El comercio exterior de China tuvo en enero su mayor declinación desde la crisis de 2008, un nuevo indicio de la debilidad de la demanda global y de la desaceleración de la economía del país.
Las exportaciones se contrajeron 0,5% respecto de un año antes y se ubicaron en 149.900 millones de dólares, en tanto que las importaciones cayeron 15% y quedaron en 122.700 millones de dólares, de acuerdo con cifras de la Administración General de Aduanas difundidas el viernes.
El superávit comercial de China —un tema políticamente delicado— se triplicó a casi 27.300 millones de dólares en comparación con un año antes.
Los analistas habían previsto para enero una contracción del comercio exterior debido a las festividades del Año Nuevo Lunar, las más importantes del país. Los exportadores chinos efectuaron con diligencia sus envíos en diciembre y después estuvieron inactivos dos semanas, o más, en enero.

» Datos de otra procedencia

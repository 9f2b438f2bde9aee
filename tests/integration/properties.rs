use std::collections::HashSet;

use proptest::prelude::*;
use treefs::{EntityKind, FileSystem, NamespaceError};

fn segment() -> impl Strategy<Value = String> {
    "[a-z0-9_]{1,12}"
}

proptest! {
    #[test]
    fn created_directory_appears_in_parent_listing(
        ancestors in prop::collection::vec(segment(), 0..5),
        leaf in segment(),
    ) {
        let fs = FileSystem::in_memory();
        let mut parent = String::new();
        for name in &ancestors {
            parent.push('/');
            parent.push_str(name);
            fs.create_directory(&parent).unwrap();
        }
        let path = format!("{parent}/{leaf}");
        let listing_path = if parent.is_empty() { "/".to_string() } else { parent.clone() };

        let id = fs.create_directory(&path).unwrap();
        let entry = fs
            .list(&listing_path)
            .unwrap()
            .into_iter()
            .find(|e| e.name == leaf)
            .unwrap();
        prop_assert_eq!(entry.kind, EntityKind::Directory);
        prop_assert_eq!(entry.id, id);

        let row = fs.get_by_id(id).unwrap();
        prop_assert_eq!(row.name, leaf);
        prop_assert_eq!(row.parent_id, fs.stat(&listing_path).unwrap().id);
    }

    #[test]
    fn second_create_is_already_exists(name in segment(), as_file in any::<bool>()) {
        let fs = FileSystem::in_memory();
        let path = format!("/{name}");
        fs.create_file(&path, "original").unwrap();
        let count = fs.entity_count().unwrap();

        let err = if as_file {
            fs.create_file(&path, "other").unwrap_err()
        } else {
            fs.create_directory(&path).unwrap_err()
        };
        prop_assert!(matches!(err, NamespaceError::AlreadyExists(_)));
        prop_assert_eq!(fs.entity_count().unwrap(), count);
        prop_assert_eq!(fs.read_file(&path).unwrap(), b"original".to_vec());
    }

    #[test]
    fn paths_through_files_are_not_a_directory(
        file in segment(),
        rest in prop::collection::vec(segment(), 1..4),
    ) {
        let fs = FileSystem::in_memory();
        fs.create_directory("/a").unwrap();
        fs.create_file(&format!("/a/{file}"), "x").unwrap();
        let path = format!("/a/{file}/{}", rest.join("/"));

        prop_assert!(matches!(fs.list(&path), Err(NamespaceError::NotADirectory(_))));
        prop_assert!(matches!(fs.stat(&path), Err(NamespaceError::NotADirectory(_))));
        prop_assert!(matches!(fs.create_directory(&path), Err(NamespaceError::NotADirectory(_))));
    }

    #[test]
    fn listing_returns_each_child_once(names in prop::collection::hash_set(segment(), 0..40)) {
        let fs = FileSystem::in_memory();
        fs.create_directory("/p").unwrap();
        for name in &names {
            fs.create_file(&format!("/p/{name}"), name.as_bytes()).unwrap();
        }

        let entries = fs.list("/p").unwrap();
        prop_assert_eq!(entries.len(), names.len());
        let listed: HashSet<String> = entries.into_iter().map(|e| e.name).collect();
        prop_assert_eq!(listed, names);
    }
}
pub use sea_orm_migration::prelude::*;

mod m20250301_000001_create_orders_table;
mod m20250301_000002_create_special_codes_table;
mod m20250301_000003_create_scheduled_reminders_table;
mod m20250301_000004_create_order_counters_table;
mod m20250301_000005_create_products_table;
mod m20250301_000006_create_notification_errors_table;

pub struct Migrator;

#[async_trait::async_trait]
impl MigratorTrait for Migrator {
    fn migrations() -> Vec<Box<dyn MigrationTrait>> {
        vec![
            Box::new(m20250301_000001_create_orders_table::Migration),
            Box::new(m20250301_000002_create_special_codes_table::Migration),
            Box::new(m20250301_000003_create_scheduled_reminders_table::Migration),
            Box::new(m20250301_000004_create_order_counters_table::Migration),
            Box::new(m20250301_000005_create_products_table::Migration),
            Box::new(m20250301_000006_create_notification_errors_table::Migration),
        ]
    }
}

Sin embargo, la caída de las importaciones en un nivel más pronunciado de lo previsto apunta a una notable desaceleración de la segunda economía más grande del mundo, una vez considerado el factor de la temporada festiva.
China es un gran importador de mineral de hierro, petróleo y otras materias primas así como de componentes industriales, y cualquier recesión puede perjudicar a los abastecedores como Australia, Brasil y Sudáfrica.
«La cifra muy baja de importaciones refleja una demanda interna extremadamente débil, la inversión declina y afecta la actividad económica», dijo en un informe Alistair Thorton, analista de IHS Global Insight.
El Año Nuevo lunar cae cada año en diferentes fechas durante enero o febrero, situación que distorsiona las cifras del comercio. Los analistas por lo general agrupan a ambos meses y afirman que tendrán un panorama claro hasta marzo.
El crecimiento de las exportaciones de China ha tenido una constante declinación debido a que los problemas de la deuda en Europa y el alto desempleo en Estados Unidos tienen efectos negativos en la demanda de productos.
Sin embargo, la contracción en enero fue la primera que se presenta de una manera rotunda respecto de un año antes desde la crisis de 2008.
El crecimiento de las importaciones perdió fuerza en momentos en que Beijing incrementó las restricciones al crédito para enfriar la sobrecalentada economía y las empresas exportadoras redujeron sus compras al exterior de materias primas y componentes debido a la contracción de pedidos del extranjero.